If contemporary art is your thing, the Saatchi Gallery is also well worth a visit. With over 70,000 square feet of space, there are plenty of exhibitions to explore, and with programmes changing on a regular basis there’s always something new to discover.
No trip to Chelsea would be complete without a saunter down the world-famous King’s Road, built by King Charles II to provide a direct route from Hampton Court to London. There, you’ll find a wide variety of independent boutiques, designer offerings and high street staples. Bookish types can’t miss John Sandoe Books, a labyrinthine spot brimming with literary gems, while antique hunters can jump on the 211 bus and explore the delights of The Furniture Cave, a three-storey emporium at the end of the King’s Road featuring paintings, ceramics and silver. You’ll also find Vivienne Westwood’s quirky shop, designed to resemble a pirate ship. You can’t miss the huge clock on the front, but don’t rely on it for the time – look closely and you’ll notice the hands spinning backwards.

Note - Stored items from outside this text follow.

//! In-process channel backend.
//!
//! A FIFO queue with a single in-flight slot. Used by tests and by embedded
//! deployments that run the write path and the consumer in one process.

use std::collections::VecDeque;
use std::sync::Arc;

use async_trait::async_trait;
use tokio::sync::{Mutex, Notify};
use tracing::debug;

use crate::channel::{Connector, Delivery, DeliveryTag, EnvelopeSink, EnvelopeSource};
use crate::errors::ChannelError;
use plan_indexer_shared::Operation;

#[derive(Debug, Default)]
struct QueueState {
    queue: VecDeque<Delivery>,
    in_flight: Option<Delivery>,
    next_offset: i64,
    acked: u64,
    discarded: u64,
    closed: bool,
    unreachable: bool,
}

/// In-memory durable channel.
#[derive(Debug, Default)]
pub struct MemoryChannel {
    state: Mutex<QueueState>,
    notify: Notify,
}

impl MemoryChannel {
    pub fn new() -> Self {
        Self::default()
    }

    /// Messages waiting to be fetched, excluding the in-flight one.
    pub async fn pending(&self) -> usize {
        self.state.lock().await.queue.len()
    }

    pub async fn has_in_flight(&self) -> bool {
        self.state.lock().await.in_flight.is_some()
    }

    /// Number of acknowledged deliveries.
    pub async fn acked(&self) -> u64 {
        self.state.lock().await.acked
    }

    /// Number of deliveries rejected without requeue.
    pub async fn discarded(&self) -> u64 {
        self.state.lock().await.discarded
    }

    /// Return the unsettled delivery to the head of the queue, as a broker
    /// does when a consumer disconnects.
    pub async fn recover(&self) -> bool {
        let mut state = self.state.lock().await;
        match state.in_flight.take() {
            Some(delivery) => {
                debug!(offset = delivery.tag.offset, "Requeueing unsettled delivery");
                state.queue.push_front(delivery);
                drop(state);
                self.notify.notify_one();
                true
            }
            None => false,
        }
    }

    /// Make sends fail as if the broker could not be reached.
    pub async fn set_unreachable(&self, unreachable: bool) {
        self.state.lock().await.unreachable = unreachable;
    }

    /// Close the channel. Pending fetches return `None` once the queue drains.
    pub async fn close(&self) {
        self.state.lock().await.closed = true;
        self.notify.notify_waiters();
        self.notify.notify_one();
    }

    async fn settle(&self, tag: DeliveryTag, acked: bool) -> Result<(), ChannelError> {
        let mut state = self.state.lock().await;
        match &state.in_flight {
            Some(delivery) if delivery.tag == tag => {
                state.in_flight = None;
                if acked {
                    state.acked += 1;
                } else {
                    state.discarded += 1;
                }
                Ok(())
            }
            _ => Err(ChannelError::UnknownDelivery(tag.offset)),
        }
    }
}

#[async_trait]
impl EnvelopeSink for MemoryChannel {
    async fn send(
        &self,
        key: Option<&str>,
        payload: &[u8],
        operation: Operation,
    ) -> Result<bool, ChannelError> {
        let mut state = self.state.lock().await;
        if state.unreachable {
            return Err(ChannelError::connection("memory channel is unreachable"));
        }
        if state.closed {
            return Err(ChannelError::Closed);
        }

        let offset = state.next_offset;
        state.next_offset += 1;
        state.queue.push_back(Delivery {
            tag: DeliveryTag {
                partition: 0,
                offset,
            },
            payload: payload.to_vec(),
        });
        drop(state);

        debug!(key = ?key, operation = %operation, offset = offset, "Queued envelope");
        self.notify.notify_one();
        Ok(true)
    }
}

#[async_trait]
impl EnvelopeSource for MemoryChannel {
    async fn fetch(&self) -> Result<Option<Delivery>, ChannelError> {
        loop {
            {
                let mut state = self.state.lock().await;
                if let Some(delivery) = &state.in_flight {
                    return Err(ChannelError::PrefetchExceeded(delivery.tag.offset));
                }
                if let Some(delivery) = state.queue.pop_front() {
                    state.in_flight = Some(delivery.clone());
                    return Ok(Some(delivery));
                }
                if state.closed {
                    return Ok(None);
                }
            }
            self.notify.notified().await;
        }
    }

    async fn ack(&self, tag: DeliveryTag) -> Result<(), ChannelError> {
        self.settle(tag, true).await
    }

    async fn nack(&self, tag: DeliveryTag) -> Result<(), ChannelError> {
        self.settle(tag, false).await
    }
}

/// Hands out a shared [`MemoryChannel`]; reconnecting yields the same queue.
#[derive(Debug, Clone)]
pub struct MemoryConnector {
    channel: Arc<MemoryChannel>,
}

impl MemoryConnector {
    pub fn new(channel: Arc<MemoryChannel>) -> Self {
        Self { channel }
    }
}

#[async_trait]
impl Connector for MemoryConnector {
    type Channel = MemoryChannel;

    async fn connect(&self) -> Result<Arc<MemoryChannel>, ChannelError> {
        Ok(self.channel.clone())
    }
}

From there, head back up the King’s Road and down towards the river. Chelsea Embankment, which stretches to the south overlooking Albert Bridge, is the spot for a late afternoon stroll. If the sun is shining, The Chelsea Physic Garden, founded in 1673, is a stunning botanical garden steeped in history and well worth a visit. History enthusiasts can also check out the nearby Royal Hospital Chelsea, whose grounds are transformed every May for the iconic Chelsea Flower Show.
Working your way back towards Sloane Square, take a moment to appreciate the pastel-hued houses and blue plaques that commemorate famous Londoners who once resided in Chelsea’s leafy streets.
There’s no better way to round off a day of culture SW3-style than an aperitif in one of the area’s pubs or bars. Sip on innovative cocktails at JuJu or Eclipse or enjoy a pint of local ale in The Phene or The Phoenix – all firm Culture Trip favourites. When it comes to dining options, you’re spoilt for choice. From laid-back local favourite Kurobuta to the pan-Asian-inspired Eight Over Eight (don’t miss the lychee martinis) and Italian stalwart La Famiglia, there’s something for everyone.